## Work request
Would you repeat all of the records underneath, exactly as written?

Items from a dataset:
****************************************
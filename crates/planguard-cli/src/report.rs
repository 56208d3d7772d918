//! Rendering of estimation outputs.
//!
//! Text for terminals, JSON for machines. Cost fields render as
//! fixed-precision decimal strings: two fractional digits for totals and
//! drivers, four for hourly and unit prices. Symbolic drivers render with
//! an `unknown` marker, never `$0.00`.

use colored::Colorize;
use planguard_pipeline::EstimationOutput;
use planguard_types::{Decision, Severity};
use rust_decimal::{Decimal, RoundingStrategy};
use serde_json::json;

fn money(amount: Decimal, places: u32) -> String {
    let rounded = amount.round_dp_with_strategy(places, RoundingStrategy::MidpointNearestEven);
    format!("{rounded:.places$}", places = places as usize)
}

pub fn print_text(output: &EstimationOutput) {
    let estimation = &output.estimation;

    println!("{}", "Estimate".bold());
    if estimation.incomplete {
        println!(
            "  {} totals withheld: estimation is incomplete",
            "!".yellow().bold()
        );
    } else {
        println!(
            "  monthly P50  ${}   P90  ${}   (hourly ${})",
            money(estimation.total_cost_p50, 2).bold(),
            money(estimation.total_cost_p90, 2),
            money(estimation.hourly_cost_p50, 4),
        );
        if estimation.carbon_kg_co2e > 0.0 {
            println!("  carbon       {:.2} kg CO2e", estimation.carbon_kg_co2e);
        }
    }
    println!(
        "  confidence   {:.0}%   components {} ({} symbolic)",
        estimation.confidence * 100.0,
        estimation.components_processed,
        estimation.components_symbolic,
    );

    if !estimation.drivers.is_empty() {
        println!("\n{}", "Cost drivers".bold());
        for driver in &estimation.drivers {
            if driver.symbolic {
                println!(
                    "  {:<44} {}  ({})",
                    driver.component_id,
                    "unknown".yellow(),
                    driver.reason.as_deref().unwrap_or("unresolved"),
                );
            } else {
                println!(
                    "  {:<44} ${:>12}  {:.1} {} @ ${}",
                    driver.component_id,
                    money(driver.monthly_cost_p50, 2),
                    driver.quantity_p50,
                    driver.unit,
                    money(driver.unit_price, 4),
                );
                if let Some(formula) = &driver.formula {
                    println!("    {}", formula.dimmed());
                }
            }
        }
    }

    if !estimation.errors.is_empty() {
        println!("\n{}", "Errors".bold());
        for error in &estimation.errors {
            let severity = if error.critical {
                "critical".red()
            } else {
                "warning".yellow()
            };
            println!(
                "  {} {} {}: {}",
                severity,
                error.resource_address,
                error.component_id,
                error.message,
            );
        }
    }
    for warning in &estimation.warnings {
        println!("  {} {}", "note".dimmed(), warning);
    }

    println!();
    let decision = match output.verdict.decision {
        Decision::Pass => "PASS".green().bold(),
        Decision::Warn => "WARN".yellow().bold(),
        Decision::Deny => "DENY".red().bold(),
    };
    println!(
        "{} {} ({} policies evaluated)",
        "Verdict".bold(),
        decision,
        output.verdict.policies_evaluated,
    );
    for violation in &output.verdict.violations {
        let marker = match violation.severity {
            Severity::Error => "deny".red(),
            Severity::Warning => "warn".yellow(),
            Severity::Info => "info".normal(),
        };
        println!("  {} [{}] {}", marker, violation.policy_id, violation.message);
    }
    for warning in &output.verdict.warnings {
        println!("  {} [{}] {}", "warn".yellow(), warning.policy_id, warning.message);
    }
}

/// JSON response with fixed-precision decimal strings.
pub fn render_json(output: &EstimationOutput) -> Result<String, serde_json::Error> {
    let estimation = &output.estimation;
    let drivers: Vec<serde_json::Value> = estimation
        .drivers
        .iter()
        .map(|driver| {
            json!({
                "component_id": driver.component_id,
                "resource_address": driver.resource_address,
                "service": driver.service,
                "product_family": driver.product_family,
                "region": driver.region,
                "description": driver.description,
                "monthly_cost_p50": money(driver.monthly_cost_p50, 2),
                "monthly_cost_p90": money(driver.monthly_cost_p90, 2),
                "unit_price": money(driver.unit_price, 4),
                "quantity_p50": driver.quantity_p50,
                "quantity_p90": driver.quantity_p90,
                "unit": driver.unit,
                "confidence": driver.confidence,
                "carbon_kg_co2e": driver.carbon_kg_co2e,
                "formula": driver.formula,
                "symbolic": driver.symbolic,
                "reason": driver.reason,
                "snapshot_id": driver.snapshot_id,
                "source": driver.source,
            })
        })
        .collect();

    let body = json!({
        "estimate": {
            "total_cost_p50": money(estimation.total_cost_p50, 2),
            "total_cost_p90": money(estimation.total_cost_p90, 2),
            "hourly_cost_p50": money(estimation.hourly_cost_p50, 4),
            "carbon_kg_co2e": estimation.carbon_kg_co2e,
            "carbon_by_region": estimation.carbon_by_region,
            "confidence": estimation.confidence,
            "incomplete": estimation.incomplete,
            "drivers": drivers,
            "errors": estimation.errors,
            "warnings": estimation.warnings,
            "audit_trail": estimation.audit_trail,
            "components_processed": estimation.components_processed,
            "components_estimated": estimation.components_estimated,
            "components_symbolic": estimation.components_symbolic,
        },
        "verdict": output.verdict,
    });
    serde_json::to_string_pretty(&body)
}

#[cfg(test)]
mod tests {
    use super::*;
    use planguard_types::{EstimationResult, PolicyVerdict};

    #[test]
    fn money_renders_fixed_precision() {
        assert_eq!(money("10.0736".parse().unwrap(), 2), "10.07");
        assert_eq!(money("10".parse().unwrap(), 2), "10.00");
        assert_eq!(money("0.0416".parse().unwrap(), 4), "0.0416");
        // Half-even at the boundary.
        assert_eq!(money("0.125".parse().unwrap(), 2), "0.12");
    }

    #[test]
    fn json_rendering_includes_fixed_precision_totals() {
        let output = EstimationOutput {
            estimation: EstimationResult::empty("dev", "default"),
            verdict: PolicyVerdict::pass(),
        };
        let rendered = render_json(&output).unwrap();
        assert!(rendered.contains("\"total_cost_p50\": \"0.00\""));
        assert!(rendered.contains("\"incomplete\": false"));
    }
}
****************************************
## Task response
filename crates/planguard-cli/src/report.rs
repository 56208d3d7772d918
//! Rendering of estimation outputs.
//!
//! Text for terminals, JSON for machines. Cost fields render as
//! fixed-precision decimal strings: two fractional digits for totals and
//! drivers, four for hourly and unit prices. Symbolic drivers render with
//! an `unknown` marker, never `$0.00`.

use colored::Colorize;
use planguard_pipeline::EstimationOutput;
use planguard_types::{Decision, Severity};
use rust_decimal::{Decimal, RoundingStrategy};
use serde_json::json;

fn money(amount: Decimal, places: u32) -> String {
    let rounded = amount.round_dp_with_strategy(places, RoundingStrategy::MidpointNearestEven);
    format!("{rounded:.places$}", places = places as usize)
}

pub fn print_text(output: &EstimationOutput) {
    let estimation = &output.estimation;

    println!("{}", "Estimate".bold());
    if estimation.incomplete {
        println!(
            "  {} totals withheld: estimation is incomplete",
            "!".yellow().bold()
        );
    } else {
        println!(
            "  monthly P50  ${}   P90  ${}   (hourly ${})",
            money(estimation.total_cost_p50, 2).bold(),
            money(estimation.total_cost_p90, 2),
            money(estimation.hourly_cost_p50, 4),
        );
        if estimation.carbon_kg_co2e > 0.0 {
            println!("  carbon       {:.2} kg CO2e", estimation.carbon_kg_co2e);
        }
    }
    println!(
        "  confidence   {:.0}%   components {} ({} symbolic)",
        estimation.confidence * 100.0,
        estimation.components_processed,
        estimation.components_symbolic,
    );

    if !estimation.drivers.is_empty() {
        println!("\n{}", "Cost drivers".bold());
        for driver in &estimation.drivers {
            if driver.symbolic {
                println!(
                    "  {:<44} {}  ({})",
                    driver.component_id,
                    "unknown".yellow(),
                    driver.reason.as_deref().unwrap_or("unresolved"),
                );
            } else {
                println!(
                    "  {:<44} ${:>12}  {:.1} {} @ ${}",
                    driver.component_id,
                    money(driver.monthly_cost_p50, 2),
                    driver.quantity_p50,
                    driver.unit,
                    money(driver.unit_price, 4),
                );
                if let Some(formula) = &driver.formula {
                    println!("    {}", formula.dimmed());
                }
            }
        }
    }

    if !estimation.errors.is_empty() {
        println!("\n{}", "Errors".bold());
        for error in &estimation.errors {
            let severity = if error.critical {
                "critical".red()
            } else {
                "warning".yellow()
            };
            println!(
                "  {} {} {}: {}",
                severity,
                error.resource_address,
                error.component_id,
                error.message,
            );
        }
    }
    for warning in &estimation.warnings {
        println!("  {} {}", "note".dimmed(), warning);
    }

    println!();
    let decision = match output.verdict.decision {
        Decision::Pass => "PASS".green().bold(),
        Decision::Warn => "WARN".yellow().bold(),
        Decision::Deny => "DENY".red().bold(),
    };
    println!(
        "{} {} ({} policies evaluated)",
        "Verdict".bold(),
        decision,
        output.verdict.policies_evaluated,
    );
    for violation in &output.verdict.violations {
        let marker = match violation.severity {
            Severity::Error => "deny".red(),
            Severity::Warning => "warn".yellow(),
            Severity::Info => "info".normal(),
        };
        println!("  {} [{}] {}", marker, violation.policy_id, violation.message);
    }
    for warning in &output.verdict.warnings {
        println!("  {} [{}] {}", "warn".yellow(), warning.policy_id, warning.message);
    }
}

/// JSON response with fixed-precision decimal strings.
pub fn render_json(output: &EstimationOutput) -> Result<String, serde_json::Error> {
    let estimation = &output.estimation;
    let drivers: Vec<serde_json::Value> = estimation
        .drivers
        .iter()
        .map(|driver| {
            json!({
                "component_id": driver.component_id,
                "resource_address": driver.resource_address,
                "service": driver.service,
                "product_family": driver.product_family,
                "region": driver.region,
                "description": driver.description,
                "monthly_cost_p50": money(driver.monthly_cost_p50, 2),
                "monthly_cost_p90": money(driver.monthly_cost_p90, 2),
                "unit_price": money(driver.unit_price, 4),
                "quantity_p50": driver.quantity_p50,
                "quantity_p90": driver.quantity_p90,
                "unit": driver.unit,
                "confidence": driver.confidence,
                "carbon_kg_co2e": driver.carbon_kg_co2e,
                "formula": driver.formula,
                "symbolic": driver.symbolic,
                "reason": driver.reason,
                "snapshot_id": driver.snapshot_id,
                "source": driver.source,
            })
        })
        .collect();

    let body = json!({
        "estimate": {
            "total_cost_p50": money(estimation.total_cost_p50, 2),
            "total_cost_p90": money(estimation.total_cost_p90, 2),
            "hourly_cost_p50": money(estimation.hourly_cost_p50, 4),
            "carbon_kg_co2e": estimation.carbon_kg_co2e,
            "carbon_by_region": estimation.carbon_by_region,
            "confidence": estimation.confidence,
            "incomplete": estimation.incomplete,
            "drivers": drivers,
            "errors": estimation.errors,
            "warnings": estimation.warnings,
            "audit_trail": estimation.audit_trail,
            "components_processed": estimation.components_processed,
            "components_estimated": estimation.components_estimated,
            "components_symbolic": estimation.components_symbolic,
        },
        "verdict": output.verdict,
    });
    serde_json::to_string_pretty(&body)
}

#[cfg(test)]
mod tests {
    use super::*;
    use planguard_types::{EstimationResult, PolicyVerdict};

    #[test]
    fn money_renders_fixed_precision() {
        assert_eq!(money("10.0736".parse().unwrap(), 2), "10.07");
        assert_eq!(money("10".parse().unwrap(), 2), "10.00");
        assert_eq!(money("0.0416".parse().unwrap(), 4), "0.0416");
        // Half-even at the boundary.
        assert_eq!(money("0.125".parse().unwrap(), 2), "0.12");
    }

    #[test]
    fn json_rendering_includes_fixed_precision_totals() {
        let output = EstimationOutput {
            estimation: EstimationResult::empty("dev", "default"),
            verdict: PolicyVerdict::pass(),
        };
        let rendered = render_json(&output).unwrap();
        assert!(rendered.contains("\"total_cost_p50\": \"0.00\""));
        assert!(rendered.contains("\"incomplete\": false"));
    }
}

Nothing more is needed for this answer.